The observed p_mask for a roberta model is
[0, 1, 1, 1, 1, 1, 1, 1, 1, 1, 1, 1, ...]
while it should only mask the question tokens like this
[0, 1, 1, 1, 1, 1, 1, 1, 0, 0, 0, 0, ...]
I think the deeper root cause here is that roberta's token_type_ids returned from encode_plus are now all zeros (introduced in https://github.com/huggingface/transformers/pull/2432) and the creation of p_mask in squad_convert_example_to_features relies on this information:
https://github.com/huggingface/transformers/blob/520e7f211926e07b2059bc8e21b668db4372e4db/src/transformers/data/processors/squad.py#L189-L202
Haven't checked yet, but this might also affect training/eval if p_mask is used there.
How to reproduce?
model_name = "deepset/roberta-base-squad2"
nlp = pipeline('question-answering', model=model_name, tokenizer=model_name)
res = nlp({
'question': 'What is roberta?',
'context': 'Roberta is a language model that was trained for a longer time, on more data, without NSP'
})
results in
File "/home/mp/deepset/dev/transformers/src/transformers/pipelines.py", line 847, in __call__
for s, e, score in zip(starts, ends, scores)
File "/home/mp/deepset/dev/transformers/src/transformers/pipelines.py", line 847, in <listcomp>
for s, e, score in zip(starts, ends, scores)
KeyError: 0
Environment
I think I have a problem that is related regarding training/evaluation using run_squad.py.
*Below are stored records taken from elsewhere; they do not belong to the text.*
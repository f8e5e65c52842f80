//! Cross-platform process spawning helpers.
//!
//! On Windows, spawning the encoder from a GUI application can cause a console
//! window to appear for each invocation. This module centralizes the creation
//! flags needed to suppress that, plus the termination request used when a
//! user cancels an in-flight encode.

use tracing::warn;

#[cfg(target_os = "windows")]
const CREATE_NO_WINDOW: u32 = 0x08000000;

/// Apply platform-specific flags to a tokio process command.
///
/// The child is also killed if its handle is dropped, so an abandoned
/// invocation future never leaves an encoder running in the background.
pub fn configure_tokio_command(cmd: &mut tokio::process::Command) {
    #[cfg(target_os = "windows")]
    {
        cmd.creation_flags(CREATE_NO_WINDOW);
    }
    cmd.kill_on_drop(true);
}

/// Ask a running child to terminate.
///
/// On unix this sends SIGTERM so the encoder can close its output cleanly,
/// falling back to SIGKILL when the signal cannot be delivered. Elsewhere the
/// process is killed outright. Never blocks; the caller still has to `wait()`
/// on the child.
pub fn request_termination(child: &mut tokio::process::Child) {
    #[cfg(unix)]
    {
        use nix::sys::signal::{kill, Signal};
        use nix::unistd::Pid;

        if let Some(pid) = child.id() {
            match i32::try_from(pid) {
                Ok(raw) => match kill(Pid::from_raw(raw), Signal::SIGTERM) {
                    Ok(()) => {
                        tracing::debug!(pid, "Sent SIGTERM to encoder process");
                        return;
                    }
                    Err(e) => warn!(pid, "SIGTERM failed, killing process: {}", e),
                },
                Err(_) => warn!(pid, "Process id out of range, killing process"),
            }
        }
    }

    if let Err(e) = child.start_kill() {
        warn!("Failed to kill encoder process: {}", e);
    }
}
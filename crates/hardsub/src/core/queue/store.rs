//! Queue state: the ordered job list and the encoding settings jobs run with.
//!
//! Plain data with no locking or I/O; the processor wraps it in a mutex.

use std::path::PathBuf;

use super::{JobDescriptor, JobStatus, QueueItem, QueueStats};
use crate::core::ffmpeg::{BurnProgress, LogCategory};
use crate::core::settings::{EncodingSettings, EncodingSettingsPatch};
use crate::core::{CoreError, CoreResult, JobId};

#[derive(Debug, Default)]
pub struct QueueStore {
    items: Vec<QueueItem>,
    settings: EncodingSettings,
}

impl QueueStore {
    pub fn new() -> Self {
        Self::default()
    }

    pub fn with_settings(mut settings: EncodingSettings) -> Self {
        settings.normalize();
        Self {
            items: Vec::new(),
            settings,
        }
    }

    // =========================================================================
    // Membership
    // =========================================================================

    /// Append a pending job
    pub fn add_item(&mut self, descriptor: JobDescriptor) -> JobId {
        let item = QueueItem::new(descriptor);
        let id = item.id.clone();
        self.items.push(item);
        id
    }

    /// Append pending jobs in order
    pub fn add_items(
        &mut self,
        descriptors: impl IntoIterator<Item = JobDescriptor>,
    ) -> Vec<JobId> {
        descriptors
            .into_iter()
            .map(|descriptor| self.add_item(descriptor))
            .collect()
    }

    /// Remove a job. The job being processed cannot be removed.
    pub fn remove_item(&mut self, id: &str) -> CoreResult<QueueItem> {
        let index = self.index_of(id)?;
        if self.items[index].status == JobStatus::Processing {
            return Err(CoreError::ItemActive(id.to_string()));
        }
        Ok(self.items.remove(index))
    }

    /// Drop every job except the one being processed. Returns how many went.
    pub fn clear_queue(&mut self) -> usize {
        let before = self.items.len();
        self.items.retain(|item| item.status == JobStatus::Processing);
        before - self.items.len()
    }

    /// Move the pending job at `from` to position `to`.
    ///
    /// Out-of-range indices, non-pending jobs and moves onto the job being
    /// processed leave the queue untouched and return false.
    pub fn reorder_item(&mut self, from: usize, to: usize) -> bool {
        let len = self.items.len();
        if from >= len || to >= len || from == to {
            return false;
        }
        if self.items[from].status != JobStatus::Pending
            || self.items[to].status == JobStatus::Processing
        {
            return false;
        }

        let item = self.items.remove(from);
        self.items.insert(to, item);
        true
    }

    /// Re-queue a finished job as a fresh pending job at the end
    pub fn retry_item(&mut self, id: &str) -> CoreResult<JobId> {
        let index = self.index_of(id)?;
        let item = &self.items[index];
        if !item.status.is_terminal() {
            return Err(CoreError::InvalidCommand(format!(
                "Only finished jobs can be retried: {}",
                id
            )));
        }
        let descriptor = item.descriptor.clone();
        Ok(self.add_item(descriptor))
    }

    // =========================================================================
    // Queries
    // =========================================================================

    pub fn items(&self) -> &[QueueItem] {
        &self.items
    }

    pub fn get_item(&self, id: &str) -> Option<&QueueItem> {
        self.items.iter().find(|item| item.id == id)
    }

    pub fn stats(&self) -> QueueStats {
        QueueStats::from_items(&self.items)
    }

    pub fn processing_item(&self) -> Option<&QueueItem> {
        self.items
            .iter()
            .find(|item| item.status == JobStatus::Processing)
    }

    pub fn settings(&self) -> &EncodingSettings {
        &self.settings
    }

    pub fn update_settings(&mut self, patch: &EncodingSettingsPatch) -> &EncodingSettings {
        self.settings.apply(patch);
        &self.settings
    }

    pub fn replace_settings(&mut self, mut settings: EncodingSettings) -> &EncodingSettings {
        settings.normalize();
        self.settings = settings;
        &self.settings
    }

    fn index_of(&self, id: &str) -> CoreResult<usize> {
        self.items
            .iter()
            .position(|item| item.id == id)
            .ok_or_else(|| CoreError::ItemNotFound(id.to_string()))
    }

    fn item_mut(&mut self, id: &str) -> Option<&mut QueueItem> {
        self.items.iter_mut().find(|item| item.id == id)
    }

    // =========================================================================
    // Lifecycle (driven by the processor)
    // =========================================================================

    /// Mark the first pending job as processing and hand back a snapshot of it
    /// together with the settings it runs with.
    ///
    /// Returns `None` when nothing is pending or a job is already processing.
    pub fn begin_next(&mut self) -> Option<(QueueItem, EncodingSettings)> {
        if self.processing_item().is_some() {
            return None;
        }

        let item = self
            .items
            .iter_mut()
            .find(|item| item.status == JobStatus::Pending)?;
        item.status = JobStatus::Processing;
        item.progress = None;
        item.error = None;
        Some((item.clone(), self.settings.clone()))
    }

    pub fn set_progress(&mut self, id: &str, progress: BurnProgress) -> bool {
        match self.item_mut(id) {
            Some(item) if item.status == JobStatus::Processing => {
                item.progress = Some(progress);
                true
            }
            _ => false,
        }
    }

    pub fn push_log(&mut self, id: &str, line: impl Into<String>, category: LogCategory) {
        if let Some(item) = self.item_mut(id) {
            item.push_log(line, category);
        }
    }

    pub fn complete(&mut self, id: &str, output_path: PathBuf) -> bool {
        self.finish(id, JobStatus::Completed, None, Some(output_path))
    }

    pub fn fail(&mut self, id: &str, message: String) -> bool {
        self.finish(id, JobStatus::Error, Some(message), None)
    }

    pub fn cancel(&mut self, id: &str) -> bool {
        self.finish(id, JobStatus::Cancelled, None, None)
    }

    /// Terminal transitions only happen from processing.
    fn finish(
        &mut self,
        id: &str,
        status: JobStatus,
        error: Option<String>,
        output_path: Option<PathBuf>,
    ) -> bool {
        let Some(item) = self.item_mut(id) else {
            return false;
        };
        if item.status != JobStatus::Processing {
            return false;
        }

        item.status = status;
        item.progress = None;
        item.error = error;
        item.resolved_output_path = output_path;
        item.finished_at = Some(chrono::Utc::now().to_rfc3339());
        true
    }
}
I wanted to train a roberta model on my own Q&A dataset mixed with the SQuAD dataset by running:
python ./examples/run_squad.py --output_dir=/home/jupyter/sec_roberta/roberta-base-mixed-quad --model_type=roberta --model_name_or_path=roberta-large --do_train --train_file=../sec_roberta/financial_and_squad2_train.json --do_eval --predict_file=../sec_roberta/financial_and_squad2_dev.json --learning_rate=1.5e-5 --num_train_epochs=2 --max_seq_length 384 --doc_stride 128 --overwrite_output_dir --per_gpu_train_batch_size=6 --per_gpu_eval_batch_size=6 --warmup_steps 500 --weight_decay 0.01 --version_2_with_negative
I ran into this error:
02/12/2020 08:22:38 - INFO - __main__ - Creating features from dataset file at .
--
0%\| \| 0/542 [00:00<?, ?it/s]
Traceback (most recent call last): File "./examples/run_squad.py", line 853, in <module> main() File "./examples/run_squad.py", line 791, in main
train_dataset = load_and_cache_examples(args, tokenizer, evaluate=False, output_examples=False)
File "./examples/run_squad.py", line 474, in load_and_cache_examples
examples = processor.get_train_examples(args.data_dir, filename=args.train_file)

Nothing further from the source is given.